Jake Sprague
- Birth name: Jacob Sprague
- Date of birth: December 27, 1984 (age 40)
- Place of birth: Boston, Massachusetts
- Height: 1.83 m (6 ft 0 in)
- Weight: 113 kg (249 lb)

Rugby union career
- Position(s): Prop

Amateur team(s)
- Years: Team / Apps / (Points)
- 2004-2009: Mystic River Rugby Club /  / ()
- 2009-2010: New York Athletic Club /  / ()

International career
- Years: Team / Apps / (Points)
- 2009 - 2010: USA / 2

Coaching career
- Years: Team
- 2012-present: Mystic River Rugby Club

= Jake Sprague =

American rugby union player

Jacob "Jake" Sprague (born December 27, 1984) is an American rugby union player and coach. He was born in Boston, Massachusetts.
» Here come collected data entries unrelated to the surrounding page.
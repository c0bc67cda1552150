use std::sync::mpsc::{self, Receiver};

use crate::actions::Action;
use crate::dispatcher::Dispatcher;
use crate::middleware::Middleware;
use crate::reducers::app_reducer::reduce;
use crate::state::AppState;

/// Store - holds application state and manages the Redux loop
pub struct Store {
    state: AppState,
    middleware: Vec<Box<dyn Middleware>>,
    dispatcher: Dispatcher,
    action_rx: Receiver<Action>,
}

impl Store {
    pub fn new(initial_state: AppState) -> Self {
        let (action_tx, action_rx) = mpsc::channel();
        Self {
            state: initial_state,
            middleware: Vec::new(),
            dispatcher: Dispatcher::new(action_tx),
            action_rx,
        }
    }

    /// Add middleware to the store
    pub fn add_middleware(&mut self, middleware: Box<dyn Middleware>) {
        self.middleware.push(middleware);
    }

    /// Get the current state
    pub fn state(&self) -> &AppState {
        &self.state
    }

    /// Get the dispatcher
    pub fn dispatcher(&self) -> &Dispatcher {
        &self.dispatcher
    }

    /// Process an action, then everything middleware dispatched while handling it
    pub fn dispatch(&mut self, action: Action) {
        self.process(action);
        self.process_pending();
    }

    /// Drain actions queued by middleware or background tasks
    ///
    /// Called by the event loop on every tick so that actions sent from
    /// tokio workers are reduced even when no input arrives.
    pub fn process_pending(&mut self) {
        while let Ok(action) = self.action_rx.try_recv() {
            self.process(action);
        }
    }

    /// Pass one action through the middleware chain and, unless consumed, the reducer
    fn process(&mut self, action: Action) {
        for middleware in &mut self.middleware {
            if !middleware.handle(&action, &self.state, &self.dispatcher) {
                return;
            }
        }

        self.state = reduce(self.state.clone(), &action);
    }
}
Sprague began his rugby career with the Babson College rugby union team, and later played at club level with Division 1 Mystic River Rugby Club. He later played for New York Athletic Club RFC in the Rugby Super League.

Sprague has played prop for the USA Eagles XV side. He was selected to tour with the USA Eagles squad for the Autumn 2010 tour of Europe. His international debut was in November 2009 against Uruguay.